(RECORDS SHOWN Opens)
use crate::helpers::finite_or_zero;
use crate::params::{MortgageParams, log_rejection};
use bon::builder;
use serde::Serialize;

/// Annual private mortgage insurance, as a fraction of the loan amount.
pub const PMI_ANNUAL_RATE: f64 = 0.005;

/// Down payments below this fraction of the price carry PMI.
pub const PMI_DOWN_PAYMENT_THRESHOLD: f64 = 0.2;

// =======================================
// AMORTIZATION
// =======================================

/// Principal and interest paid during one loan year, and the balance left after it.
#[derive(Debug, Clone, PartialEq, Serialize)]
pub struct YearlyAmortization {
    pub year: u32,
    pub principal_paid: f64,
    pub interest_paid: f64,
    pub balance: f64,
}

#[derive(Debug, Clone, PartialEq, Serialize)]
pub struct MortgageResult {
    pub monthly_payment: f64,
    pub total_payment: f64,
    pub total_interest: f64,
    pub principal: f64,
    pub schedule: Vec<YearlyAmortization>,
}

/// Level monthly payment of a fixed-rate loan.
///
/// # Formula
/// ```text
/// PMT = P · r · (1 + r)ⁿ / ((1 + r)ⁿ - 1)
/// ```
/// where:
/// - `P` is the amount borrowed
/// - `r` is the monthly interest rate (annual rate / 12, as a decimal)
/// - `n` is the number of monthly payments
///
/// # Example
/// ```rust
/// # use calckit::prelude::annuity_payment;
/// let payment = annuity_payment(280_000.0, 0.065 / 12.0, 360);
/// assert!((payment - 1769.79).abs() < 0.01);
/// ```
pub fn annuity_payment(principal: f64, monthly_rate: f64, n: u32) -> f64 {
    let growth = (1.0 + monthly_rate).powi(n as i32);
    principal * (monthly_rate * growth) / (growth - 1.0)
}

/// Fixed-rate mortgage payment and yearly amortization schedule.
///
/// The amount financed is `home_price - down_payment`. The schedule walks every month of
/// every year, splitting the level payment into interest on the outstanding balance and
/// principal, and reports each year's totals with the balance clamped at zero.
///
/// Returns `None` when nothing is financed, the rate is not positive or the term is zero.
///
/// # Parameters
/// - `home_price`: Purchase price
/// - `down_payment`: Cash paid up front
/// - `annual_rate`: Annual interest rate in percent (6.5 for 6.5%)
/// - `term_years`: Loan term in years (default 30)
///
/// # Examples
/// ```rust
/// # use calckit::prelude::*;
/// let loan = mortgage()
///     .home_price(350_000.0)
///     .down_payment(70_000.0)
///     .annual_rate(6.5)
///     .call()
///     .unwrap();
/// assert_eq!(loan.principal, 280_000.0);
/// assert_eq!(loan.schedule.len(), 30);
/// assert_eq!(currency(loan.monthly_payment, 2), "$1,769.79");
/// ```
#[builder]
pub fn mortgage(
    home_price: f64,
    down_payment: f64,
    annual_rate: f64,
    #[builder(default = 30)] term_years: u32,
) -> Option<MortgageResult> {
    let params = MortgageParams {
        home_price,
        down_payment,
        annual_rate,
        term_years,
    };
    if let Err(report) = params.validate_all() {
        log_rejection("mortgage", &report);
        return None;
    }

    let principal = home_price - down_payment;
    let monthly_rate = annual_rate / 100.0 / 12.0;
    let num_payments = term_years * 12;
    let monthly_payment = annuity_payment(principal, monthly_rate, num_payments);
    if !monthly_payment.is_finite() {
        debug!("mortgage payment over {term_years} years at {annual_rate}% is not representable");
        return None;
    }
    let total_payment = monthly_payment * num_payments as f64;
    let total_interest = total_payment - principal;

    let schedule = amortization_schedule(principal, monthly_rate, monthly_payment, term_years);

    Some(MortgageResult {
        monthly_payment,
        total_payment,
        total_interest,
        principal,
        schedule,
    })
}

fn amortization_schedule(
    principal: f64,
    monthly_rate: f64,
    monthly_payment: f64,
    term_years: u32,
) -> Vec<YearlyAmortization> {
    let mut schedule = Vec::with_capacity(term_years as usize);
    let mut balance = principal;

    for year in 1..=term_years {
        let mut year_principal = 0.0;
        let mut year_interest = 0.0;
        for _month in 0..12 {
            let interest_payment = balance * monthly_rate;
            let principal_payment = monthly_payment - interest_payment;
            year_interest += interest_payment;
            year_principal += principal_payment;
            balance -= principal_payment;
        }
        schedule.push(YearlyAmortization {
            year,
            principal_paid: year_principal,
            interest_paid: year_interest,
            balance: balance.max(0.0),
        });
    }

    trace!("amortized {principal} over {term_years} years, residual balance {balance}");
    schedule
}

// =======================================
// PMI AND DOWN PAYMENT
// =======================================

/// Yearly PMI assigned automatically from the price and down payment.
///
/// About 0.5% of the loan amount per year, rounded to whole dollars, whenever the
/// down payment is below 20% of the price; otherwise zero.
pub fn auto_pmi(home_price: f64, down_payment: f64) -> f64 {
    let down_payment = finite_or_zero(down_payment);
    if home_price > 0.0 && down_payment / home_price < PMI_DOWN_PAYMENT_THRESHOLD {
        let loan_amount = home_price - down_payment;
        (loan_amount * PMI_ANNUAL_RATE).round()
    } else {
        0.0
    }
}

/// Which of the two down-payment fields the user edited last.
#[derive(Debug, Clone, Copy, PartialEq, Eq, Default, Serialize)]
pub enum DownPaymentField {
    Amount,
    #[default]
    Percent,
}

/// Down payment as a dollar amount and as a percentage of the price.
#[derive(Debug, Clone, Copy, PartialEq, Serialize)]
pub struct DownPayment {
    pub amount: f64,
    pub percent: f64,
}

/// Recompute the field the user did not edit from the one they did.
///
/// Percent edited: `amount = round(price · percent / 100)`.
/// Amount edited: `percent = amount / price · 100`, rounded to one decimal.
/// Without a positive price both fields are returned unchanged.
pub fn sync_down_payment(
    home_price: f64,
    current: DownPayment,
    edited: DownPaymentField,
) -> DownPayment {
    if home_price.is_nan() || home_price <= 0.0 {
        return current;
    }

    match edited {
        DownPaymentField::Percent => DownPayment {
            amount: (home_price * finite_or_zero(current.percent) / 100.0).round(),
            percent: current.percent,
        },
        DownPaymentField::Amount => DownPayment {
            amount: current.amount,
            percent: (finite_or_zero(current.amount) / home_price * 1000.0).round() / 10.0,
        },
    }
}

// =======================================
// MONTHLY BREAKDOWN
// =======================================

/// Full monthly housing cost and the share of each component.
#[derive(Debug, Clone, PartialEq, Serialize)]
pub struct MonthlyBreakdown {
    pub principal_and_interest: f64,
    pub property_tax: f64,
    pub insurance: f64,
    pub pmi: f64,
    pub total: f64,
    pub principal_and_interest_share: f64,
    pub property_tax_share: f64,
    pub insurance_share: f64,
    pub pmi_share: f64,
}

/// Split the monthly cost into principal and interest, property tax, insurance and PMI.
///
/// Yearly amounts are divided by twelve. Shares are fractions of the total and sum to one
/// whenever the total is positive.
#[builder]
pub fn monthly_breakdown(
    result: &MortgageResult,
    #[builder(default = 0.0)] property_tax: f64,
    #[builder(default = 0.0)] insurance: f64,
    #[builder(default = 0.0)] pmi: f64,
) -> MonthlyBreakdown {
    let principal_and_interest = result.monthly_payment;
    let property_tax = finite_or_zero(property_tax) / 12.0;
    let insurance = finite_or_zero(insurance) / 12.0;
    let pmi = finite_or_zero(pmi) / 12.0;
    let total = principal_and_interest + property_tax + insurance + pmi;

    let share = |part: f64| if total > 0.0 { part / total } else { 0.0 };

    MonthlyBreakdown {
        principal_and_interest,
        property_tax,
        insurance,
        pmi,
        total,
        principal_and_interest_share: share(principal_and_interest),
        property_tax_share: share(property_tax),
        insurance_share: share(insurance),
        pmi_share: share(pmi),
    }
}

// =======================================
// MORTGAGE FORM
// =======================================

/// Mortgage result together with the monthly cost breakdown.
#[derive(Debug, Clone, PartialEq, Serialize)]
pub struct MortgageQuote {
    pub result: MortgageResult,
    pub breakdown: MonthlyBreakdown,
}

/// State of the mortgage form and its derived fields.
///
/// Editing the price or either down-payment field re-derives the other down-payment field
/// and then the automatic PMI. A PMI value typed by hand is kept only until the next such
/// edit, which overwrites it.
#[derive(Debug, Clone, PartialEq, Serialize)]
pub struct MortgageForm {
    home_price: f64,
    down_payment: DownPayment,
    last_edited: DownPaymentField,
    pmi: f64,
    pub annual_rate: f64,
    pub term_years: u32,
    pub property_tax: f64,
    pub insurance: f64,
}

impl Default for MortgageForm {
    fn default() -> Self {
        let mut form = MortgageForm {
            home_price: 350_000.0,
            down_payment: DownPayment {
                amount: 70_000.0,
                percent: 20.0,
            },
            last_edited: DownPaymentField::Percent,
            pmi: 0.0,
            annual_rate: 6.5,
            term_years: 30,
            property_tax: 3_500.0,
            insurance: 1_200.0,
        };
        form.derive();
        form
    }
}

impl MortgageForm {
    pub fn home_price(&self) -> f64 {
        self.home_price
    }

    pub fn down_payment(&self) -> DownPayment {
        self.down_payment
    }

    pub fn last_edited(&self) -> DownPaymentField {
        self.last_edited
    }

    pub fn pmi(&self) -> f64 {
        self.pmi
    }

    pub fn set_home_price(&mut self, home_price: f64) {
        self.home_price = home_price;
        self.derive();
    }

    pub fn set_down_payment(&mut self, amount: f64) {
        self.down_payment.amount = amount;
        self.last_edited = DownPaymentField::Amount;
        self.derive();
    }

    pub fn set_down_payment_percent(&mut self, percent: f64) {
        self.down_payment.percent = percent;
        self.last_edited = DownPaymentField::Percent;
        self.derive();
    }

    /// Manual PMI, replaced by the automatic value on the next price or down-payment edit.
    pub fn set_pmi(&mut self, pmi: f64) {
        self.pmi = pmi;
    }

    pub fn calculate(&self) -> Option<MortgageQuote> {
        let result = mortgage()
            .home_price(self.home_price)
            .down_payment(self.down_payment.amount)
            .annual_rate(self.annual_rate)
            .term_years(self.term_years)
            .call()?;
        let breakdown = monthly_breakdown()
            .result(&result)
            .property_tax(self.property_tax)
            .insurance(self.insurance)
            .pmi(self.pmi)
            .call();
        Some(MortgageQuote { result, breakdown })
    }

    fn derive(&mut self) {
        self.down_payment = sync_down_payment(self.home_price, self.down_payment, self.last_edited);
        self.pmi = auto_pmi(self.home_price, self.down_payment.amount);
    }
}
(RECORDS SHOWN Closes)
Emit an exact copy of the lines spanning the start of the records to the line containing "price carry PMI.", inclusive, and no other output.

use crate::helpers::finite_or_zero;
use crate::params::{MortgageParams, log_rejection};
use bon::builder;
use serde::Serialize;

/// Annual private mortgage insurance, as a fraction of the loan amount.
pub const PMI_ANNUAL_RATE: f64 = 0.005;

/// Down payments below this fraction of the price carry PMI.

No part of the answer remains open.